Task prompt — Every line that contains the word "many" should be copied from the records below.
++++ Listed records
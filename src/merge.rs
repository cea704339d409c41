// =============================================================================
// merge.rs — TWO CARRIERS, ONE SHIPMENT
// =============================================================================
//
// When two results describe the same physical shipment we keep one and let
// the other fill in its blanks.
//
// Which one is "base" is decided by a blunt heuristic: count how many of
// exactly these five fields are populated
//
//     bl_no, port_of_loading, place_of_receipt,
//     port_of_discharge, place_of_delivery
//
// and the higher count wins. Ties go to the result we already had. The field
// list is load-bearing; swapping in "similar" fields changes merge outcomes.
//
// After that:
//   - scalar fields: base keeps what it has, other only fills empty slots
//   - containers: union by container number, base's values win per field
//   - events / planned moves: longer list wins outright, never interleaved
// =============================================================================

use std::collections::HashMap;

use crate::models::{is_filled, Container, TrackingResult};

/// How many of the five route/identity fields are populated.
pub fn completeness_score(result: &TrackingResult) -> usize {
    [
        &result.bl_no,
        &result.port_of_loading,
        &result.place_of_receipt,
        &result.port_of_discharge,
        &result.place_of_delivery,
    ]
    .into_iter()
    .filter(|field| is_filled(field))
    .count()
}

/// Merge `incoming` into `existing`. Ties in score favour `existing`.
pub fn merge_results(existing: &TrackingResult, incoming: &TrackingResult) -> TrackingResult {
    let (base, other) = if completeness_score(incoming) > completeness_score(existing) {
        (incoming, existing)
    } else {
        (existing, incoming)
    };

    let mut merged = base.clone();
    fill_scalars(&mut merged, other);
    merged.containers = union_containers(&base.containers, &other.containers);

    if other.events.len() > base.events.len() {
        merged.events = other.events.clone();
    }
    if other.planned_moves.len() > base.planned_moves.len() {
        merged.planned_moves = other.planned_moves.clone();
    }
    if merged.fetched_at.is_none() {
        merged.fetched_at = other.fetched_at;
    }

    merged
}

fn fill(slot: &mut Option<String>, donor: &Option<String>) {
    if !is_filled(slot) && is_filled(donor) {
        slot.clone_from(donor);
    }
}

fn fill_scalars(merged: &mut TrackingResult, other: &TrackingResult) {
    if merged.carrier.trim().is_empty() {
        merged.carrier.clone_from(&other.carrier);
    }

    fill(&mut merged.bl_no, &other.bl_no);
    fill(&mut merged.tracking_no, &other.tracking_no);

    fill(&mut merged.place_of_receipt, &other.place_of_receipt);
    fill(&mut merged.port_of_loading, &other.port_of_loading);
    fill(&mut merged.port_of_discharge, &other.port_of_discharge);
    fill(&mut merged.place_of_delivery, &other.place_of_delivery);
    fill(&mut merged.transshipments, &other.transshipments);

    fill(&mut merged.container_count, &other.container_count);
    fill(&mut merged.gross_weight, &other.gross_weight);
    fill(&mut merged.measurement, &other.measurement);
    fill(&mut merged.manifest_quantity, &other.manifest_quantity);
    fill(&mut merged.on_board_date, &other.on_board_date);
    fill(&mut merged.service_mode, &other.service_mode);
    fill(&mut merged.vessel_voyage, &other.vessel_voyage);
    fill(&mut merged.eta, &other.eta);
}

/// Field-by-field: base's non-empty values, else other's.
fn merge_container(base: &Container, other: &Container) -> Container {
    let mut merged = base.clone();
    fill(&mut merged.size_type, &other.size_type);
    fill(&mut merged.seal_no, &other.seal_no);
    fill(&mut merged.status, &other.status);
    fill(&mut merged.location, &other.location);
    fill(&mut merged.date, &other.date);
    fill(&mut merged.vessel_voyage, &other.vessel_voyage);
    fill(&mut merged.latest_move, &other.latest_move);
    merged
}

/// Other's containers first, base's overlaid on top. One entry per
/// container number, in first-seen order.
fn union_containers(base: &[Container], other: &[Container]) -> Vec<Container> {
    let mut union: Vec<Container> = Vec::with_capacity(base.len() + other.len());
    let mut index: HashMap<String, usize> = HashMap::new();

    for container in other {
        let key = container.container_no.trim().to_uppercase();
        if index.contains_key(&key) {
            continue;
        }
        index.insert(key, union.len());
        union.push(container.clone());
    }

    for container in base {
        let key = container.container_no.trim().to_uppercase();
        match index.get(&key) {
            Some(&slot) => {
                let merged = merge_container(container, &union[slot]);
                union[slot] = merged;
            }
            None => {
                index.insert(key, union.len());
                union.push(container.clone());
            }
        }
    }

    union
}
// ═══════════════════════════════════════════════════════════════
// METRICS COLLECTOR - counting races, winners, and the ones that fell over
// ═══════════════════════════════════════════════════════════════
//
// Atomic counters only. The orchestrator and the session controller bump
// these; the binary logs a snapshot when it exits.

use std::sync::atomic::{AtomicU64, Ordering};
use std::time::Instant;

use serde::Serialize;

use crate::adapters::Tier;

#[derive(Debug, Serialize, Clone, PartialEq, Eq)]
pub struct MetricsSnapshot {
    pub lookups: u64,
    pub cache_hits: u64,
    pub adapter_invocations: u64,
    pub adapter_errors: u64,
    pub adapter_no_results: u64,
    pub primary_wins: u64,
    pub deferred_wins: u64,
    pub lookups_exhausted: u64,
    pub retries: u64,
    pub values_failed: u64,
    pub uptime_seconds: u64,
}

pub struct MetricsCollector {
    lookups: AtomicU64,
    cache_hits: AtomicU64,
    adapter_invocations: AtomicU64,
    adapter_errors: AtomicU64,
    adapter_no_results: AtomicU64,
    primary_wins: AtomicU64,
    deferred_wins: AtomicU64,
    lookups_exhausted: AtomicU64,
    retries: AtomicU64,
    values_failed: AtomicU64,
    start_time: Instant,
}

impl Default for MetricsCollector {
    fn default() -> Self {
        Self::new()
    }
}

impl MetricsCollector {
    pub fn new() -> Self {
        Self {
            lookups: AtomicU64::new(0),
            cache_hits: AtomicU64::new(0),
            adapter_invocations: AtomicU64::new(0),
            adapter_errors: AtomicU64::new(0),
            adapter_no_results: AtomicU64::new(0),
            primary_wins: AtomicU64::new(0),
            deferred_wins: AtomicU64::new(0),
            lookups_exhausted: AtomicU64::new(0),
            retries: AtomicU64::new(0),
            values_failed: AtomicU64::new(0),
            start_time: Instant::now(),
        }
    }

    pub fn record_lookup(&self) {
        self.lookups.fetch_add(1, Ordering::Relaxed);
    }

    pub fn record_cache_hit(&self) {
        self.cache_hits.fetch_add(1, Ordering::Relaxed);
    }

    pub fn record_invocation(&self) {
        self.adapter_invocations.fetch_add(1, Ordering::Relaxed);
    }

    pub fn record_adapter_error(&self) {
        self.adapter_errors.fetch_add(1, Ordering::Relaxed);
    }

    pub fn record_no_result(&self) {
        self.adapter_no_results.fetch_add(1, Ordering::Relaxed);
    }

    pub fn record_win(&self, tier: Tier) {
        match tier {
            Tier::Primary => self.primary_wins.fetch_add(1, Ordering::Relaxed),
            Tier::Deferred => self.deferred_wins.fetch_add(1, Ordering::Relaxed),
        };
    }

    pub fn record_exhausted(&self) {
        self.lookups_exhausted.fetch_add(1, Ordering::Relaxed);
    }

    pub fn record_retry(&self) {
        self.retries.fetch_add(1, Ordering::Relaxed);
    }

    pub fn record_value_failed(&self) {
        self.values_failed.fetch_add(1, Ordering::Relaxed);
    }

    pub fn snapshot(&self) -> MetricsSnapshot {
        MetricsSnapshot {
            lookups: self.lookups.load(Ordering::Relaxed),
            cache_hits: self.cache_hits.load(Ordering::Relaxed),
            adapter_invocations: self.adapter_invocations.load(Ordering::Relaxed),
            adapter_errors: self.adapter_errors.load(Ordering::Relaxed),
            adapter_no_results: self.adapter_no_results.load(Ordering::Relaxed),
            primary_wins: self.primary_wins.load(Ordering::Relaxed),
            deferred_wins: self.deferred_wins.load(Ordering::Relaxed),
            lookups_exhausted: self.lookups_exhausted.load(Ordering::Relaxed),
            retries: self.retries.load(Ordering::Relaxed),
            values_failed: self.values_failed.load(Ordering::Relaxed),
            uptime_seconds: self.start_time.elapsed().as_secs(),
        }
    }
}

#[cfg(test)]
mod tests {
    use super::*;

    #[test]
    fn test_wins_are_split_by_tier() {
        let metrics = MetricsCollector::new();
        metrics.record_win(Tier::Primary);
        metrics.record_win(Tier::Primary);
        metrics.record_win(Tier::Deferred);
        let snap = metrics.snapshot();
        assert_eq!(snap.primary_wins, 2);
        assert_eq!(snap.deferred_wins, 1);
        assert_eq!(snap.lookups, 0);
    }
}
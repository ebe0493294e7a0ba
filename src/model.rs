//! Data models for the container sizing engine.
//!
//! This module defines the fundamental data structures:
//! - `BoxSpec`: A user-authored box definition with a quantity
//! - `BoxInstance`: One physical unit expanded from a `BoxSpec`
//! - `PlacedBox`: An oriented box with its center position in the container
//! - `Container`: The container dimensions
//! - `Constraints`: Per-axis fixed sizes (`None` = free, to be minimized)

use serde::{Deserialize, Serialize};
#[allow(unused_imports)]
use serde_json::json;
use thiserror::Error;
use utoipa::ToSchema;

use crate::types::{Axis, Dimensional, Positioned, Vec3, validation};

/// Validation error for box definitions, constraints and run settings.
#[derive(Debug, Clone, PartialEq, Error)]
pub enum ValidationError {
    #[error("Invalid dimension: {0}")]
    InvalidDimension(String),
    #[error("Invalid quantity: {0}")]
    InvalidQuantity(String),
    #[error("Invalid constraint: {0}")]
    InvalidConstraint(String),
    #[error("Invalid configuration: {0}")]
    InvalidConfiguration(String),
    #[error("No boxes to pack")]
    EmptyInput,
}

/// User-authored box definition.
///
/// # Fields
/// * `id` - Identifier of the definition, referenced by every expanded instance
/// * `width`, `height`, `depth` - Canonical (unrotated) dimensions
/// * `quantity` - Number of physical units, at least 1
#[derive(Clone, Debug, PartialEq, Serialize, Deserialize, ToSchema)]
#[schema(example = json!({ "id": 1, "width": 30.0, "height": 20.0, "depth": 40.0, "quantity": 2 }))]
pub struct BoxSpec {
    pub id: usize,
    pub width: f64,
    pub height: f64,
    pub depth: f64,
    #[serde(default = "default_quantity")]
    pub quantity: u32,
}

fn default_quantity() -> u32 {
    1
}

impl BoxSpec {
    /// Creates a new definition with validation.
    ///
    /// # Examples
    /// ```ignore
    /// assert!(BoxSpec::new(1, 10.0, 20.0, 30.0, 2).is_ok());
    /// assert!(BoxSpec::new(1, -10.0, 20.0, 30.0, 2).is_err());
    /// ```
    #[allow(dead_code)]
    pub fn new(
        id: usize,
        width: f64,
        height: f64,
        depth: f64,
        quantity: u32,
    ) -> Result<Self, ValidationError> {
        let spec = Self {
            id,
            width,
            height,
            depth,
            quantity,
        };
        spec.validate()?;
        Ok(spec)
    }

    /// Checks dimensions and quantity.
    pub fn validate(&self) -> Result<(), ValidationError> {
        validation::validate_dimensions_3d((self.width, self.height, self.depth)).map_err(
            |msg| ValidationError::InvalidDimension(format!("box definition {}: {}", self.id, msg)),
        )?;
        if self.quantity == 0 {
            return Err(ValidationError::InvalidQuantity(format!(
                "box definition {}: quantity must be at least 1",
                self.id
            )));
        }
        Ok(())
    }
}

impl Dimensional for BoxSpec {
    fn dimensions(&self) -> Vec3 {
        Vec3::new(self.width, self.height, self.depth)
    }
}

/// Expands every definition `quantity` times into dense, 0-based instances.
///
/// Instance ids follow the definition order.
pub fn expand_box_specs(specs: &[BoxSpec]) -> Vec<BoxInstance> {
    let total: usize = specs.iter().map(|s| s.quantity as usize).sum();
    let mut instances = Vec::with_capacity(total);
    for spec in specs {
        for _ in 0..spec.quantity {
            instances.push(BoxInstance {
                instance_id: instances.len(),
                definition_id: spec.id,
                width: spec.width,
                height: spec.height,
                depth: spec.depth,
            });
        }
    }
    instances
}

/// One physical box. Dimensions are the canonical, unrotated ones.
#[derive(Clone, Debug, PartialEq, Serialize, Deserialize, ToSchema)]
pub struct BoxInstance {
    pub instance_id: usize,
    pub definition_id: usize,
    pub width: f64,
    pub height: f64,
    pub depth: f64,
}

impl BoxInstance {
    /// Distinct axis permutations of the dimensions.
    ///
    /// With rotation disabled only the canonical orientation is returned.
    /// Cubes and square prisms yield fewer than six entries.
    pub fn orientations(&self, allow_rotation: bool) -> Vec<Vec3> {
        let (w, h, d) = (self.width, self.height, self.depth);
        if !allow_rotation {
            return vec![Vec3::new(w, h, d)];
        }

        let permutations = [
            Vec3::new(w, h, d),
            Vec3::new(w, d, h),
            Vec3::new(h, w, d),
            Vec3::new(h, d, w),
            Vec3::new(d, w, h),
            Vec3::new(d, h, w),
        ];

        let mut unique: Vec<Vec3> = Vec::with_capacity(permutations.len());
        for dims in permutations {
            if !unique.contains(&dims) {
                unique.push(dims);
            }
        }
        unique
    }
}

impl Dimensional for BoxInstance {
    fn dimensions(&self) -> Vec3 {
        Vec3::new(self.width, self.height, self.depth)
    }
}

/// A box bound to an orientation and a final center position.
///
/// # Fields
/// * `position` - Center; x/z relative to the container center, y from the floor
/// * `dims` - Oriented dimensions (width, height, depth)
/// * `rotated` - Whether `dims` differs from the canonical orientation
#[derive(Clone, Debug, PartialEq, Serialize, ToSchema)]
pub struct PlacedBox {
    pub instance_id: usize,
    pub definition_id: usize,
    pub position: Vec3,
    pub dims: Vec3,
    pub rotated: bool,
}

impl PlacedBox {
    /// Binds `instance` to the oriented `dims` at `position`.
    pub fn new(instance: &BoxInstance, dims: Vec3, position: Vec3) -> Self {
        Self {
            instance_id: instance.instance_id,
            definition_id: instance.definition_id,
            position,
            dims,
            rotated: dims != instance.dimensions(),
        }
    }

    /// Height of the bottom face above the floor.
    #[inline]
    #[allow(dead_code)]
    pub fn bottom_y(&self) -> f64 {
        self.position.y - self.dims.y / 2.0
    }

    /// Height of the top face.
    #[inline]
    pub fn top_y(&self) -> f64 {
        self.position.y + self.dims.y / 2.0
    }
}

impl Positioned for PlacedBox {
    fn center(&self) -> Vec3 {
        self.position
    }
}

impl Dimensional for PlacedBox {
    fn dimensions(&self) -> Vec3 {
        self.dims
    }
}

/// Axis-aligned container, centered in x/z, floor at y = 0, open top.
#[derive(Clone, Copy, Debug, PartialEq, Serialize, ToSchema)]
pub struct Container {
    pub width: f64,
    pub height: f64,
    pub depth: f64,
}

impl Container {
    pub fn new(width: f64, height: f64, depth: f64) -> Self {
        Self {
            width,
            height,
            depth,
        }
    }

    pub fn from_dims(dims: Vec3) -> Self {
        Self::new(dims.x, dims.y, dims.z)
    }
}

impl Dimensional for Container {
    fn dimensions(&self) -> Vec3 {
        Vec3::new(self.width, self.height, self.depth)
    }
}

/// Per-axis container constraints. `None` leaves the axis free.
#[derive(Clone, Copy, Debug, Default, PartialEq, Serialize, Deserialize, ToSchema)]
pub struct Constraints {
    #[serde(default)]
    #[schema(nullable = true)]
    pub width: Option<f64>,
    #[serde(default)]
    #[schema(nullable = true)]
    pub height: Option<f64>,
    #[serde(default)]
    #[schema(nullable = true)]
    pub depth: Option<f64>,
}

impl Constraints {
    /// No axis fixed.
    pub fn unconstrained() -> Self {
        Self::default()
    }

    pub fn get(&self, axis: Axis) -> Option<f64> {
        match axis {
            Axis::Width => self.width,
            Axis::Height => self.height,
            Axis::Depth => self.depth,
        }
    }

    /// Axes left free, in search order.
    pub fn unconstrained_axes(&self) -> Vec<Axis> {
        Axis::ALL
            .into_iter()
            .filter(|axis| self.get(*axis).is_none())
            .collect()
    }

    /// Rejects non-positive or non-finite fixed sizes.
    pub fn validate(&self) -> Result<(), ValidationError> {
        for axis in Axis::ALL {
            if let Some(value) = self.get(axis) {
                validation::validate_positive(value, axis.name())
                    .map_err(ValidationError::InvalidConstraint)?;
            }
        }
        Ok(())
    }

    /// Fixed axes that some box cannot fit in any permitted orientation.
    ///
    /// These are not rejected; the run proceeds and reports the affected boxes
    /// as unplaceable.
    pub fn warnings_for(&self, specs: &[BoxSpec], allow_rotation: bool) -> Vec<String> {
        let mut warnings = Vec::new();
        for axis in Axis::ALL {
            let Some(limit) = self.get(axis) else {
                continue;
            };
            for spec in specs {
                let dims = spec.dimensions();
                let needed = if allow_rotation {
                    dims.x.min(dims.y).min(dims.z)
                } else {
                    dims.get(axis)
                };
                if needed > limit {
                    warnings.push(format!(
                        "Box definition {} needs at least {} on the {} axis, but it is fixed to {}",
                        spec.id,
                        needed,
                        axis.name(),
                        limit
                    ));
                }
            }
        }
        warnings
    }
}

#[cfg(test)]
mod tests {
    use super::*;

    fn spec(id: usize, dims: (f64, f64, f64), quantity: u32) -> BoxSpec {
        BoxSpec {
            id,
            width: dims.0,
            height: dims.1,
            depth: dims.2,
            quantity,
        }
    }

    #[test]
    fn expansion_yields_dense_instance_ids() {
        let specs = vec![spec(7, (1.0, 2.0, 3.0), 2), spec(9, (4.0, 5.0, 6.0), 3)];
        let instances = expand_box_specs(&specs);

        assert_eq!(instances.len(), 5);
        for (idx, instance) in instances.iter().enumerate() {
            assert_eq!(instance.instance_id, idx);
        }
        assert_eq!(instances[1].definition_id, 7);
        assert_eq!(instances[2].definition_id, 9);
        assert_eq!(instances[4].depth, 6.0);
    }

    #[test]
    fn box_spec_validation_rejects_bad_input() {
        assert!(BoxSpec::new(1, 1.0, 1.0, 1.0, 1).is_ok());
        assert!(matches!(
            BoxSpec::new(1, 0.0, 1.0, 1.0, 1),
            Err(ValidationError::InvalidDimension(_))
        ));
        assert!(matches!(
            BoxSpec::new(1, 1.0, 1.0, 1.0, 0),
            Err(ValidationError::InvalidQuantity(_))
        ));
    }

    #[test]
    fn orientations_are_deduplicated() {
        let instances = expand_box_specs(&[
            spec(1, (1.0, 2.0, 3.0), 1),
            spec(2, (2.0, 2.0, 3.0), 1),
            spec(3, (2.0, 2.0, 2.0), 1),
        ]);

        assert_eq!(instances[0].orientations(true).len(), 6);
        assert_eq!(instances[1].orientations(true).len(), 3);
        assert_eq!(instances[2].orientations(true).len(), 1);
        assert_eq!(
            instances[0].orientations(false),
            vec![Vec3::new(1.0, 2.0, 3.0)]
        );
    }

    #[test]
    fn placed_box_reports_rotation() {
        let instance = &expand_box_specs(&[spec(1, (1.0, 2.0, 3.0), 1)])[0];
        let upright = PlacedBox::new(instance, Vec3::new(1.0, 2.0, 3.0), Vec3::new(0.0, 1.0, 0.0));
        let lying = PlacedBox::new(instance, Vec3::new(2.0, 1.0, 3.0), Vec3::new(0.0, 0.5, 0.0));

        assert!(!upright.rotated);
        assert!(lying.rotated);
        assert_eq!(lying.bottom_y(), 0.0);
        assert_eq!(lying.top_y(), 1.0);
    }

    #[test]
    fn constraints_parse_nulls_and_list_free_axes() {
        let constraints: Constraints =
            serde_json::from_str(r#"{"width": null, "height": 2.5}"#).expect("valid JSON");
        assert_eq!(constraints.height, Some(2.5));
        assert_eq!(
            constraints.unconstrained_axes(),
            vec![Axis::Width, Axis::Depth]
        );
    }

    #[test]
    fn constraints_reject_non_positive_values() {
        let constraints = Constraints {
            width: Some(0.0),
            ..Constraints::default()
        };
        assert!(matches!(
            constraints.validate(),
            Err(ValidationError::InvalidConstraint(_))
        ));
    }

    #[test]
    fn constraint_warnings_respect_rotation() {
        let specs = vec![spec(1, (1.0, 3.0, 1.0), 1)];
        let constraints = Constraints {
            height: Some(1.5),
            ..Constraints::default()
        };

        assert_eq!(constraints.warnings_for(&specs, false).len(), 1);
        assert!(constraints.warnings_for(&specs, true).is_empty());
    }
}
//! Seeded pseudo-random stream for the Monte-Carlo box ordering.
//!
//! The stream is `frac(sin(seed) * 10000)` with the seed incremented after
//! every draw. It is cheap and reproducible for a given seed, which is all
//! the ordering noise needs; its statistical quality is poor.

/// Sine-hash generator.
#[derive(Clone, Debug)]
pub struct SeededRandom {
    seed: f64,
}

impl SeededRandom {
    pub fn new(seed: u64) -> Self {
        Self { seed: seed as f64 }
    }

    /// Next value in `[0, 1)`.
    pub fn next_f64(&mut self) -> f64 {
        let x = self.seed.sin() * 10000.0;
        self.seed += 1.0;
        x - x.floor()
    }

    /// Next value in `[-amplitude, amplitude]`.
    pub fn next_symmetric(&mut self, amplitude: f64) -> f64 {
        (self.next_f64() - 0.5) * 2.0 * amplitude
    }
}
++++++++
Exercise solution —
// Which one is "base" is decided by a blunt heuristic: count how many of
/// How many of the five route/identity fields are populated.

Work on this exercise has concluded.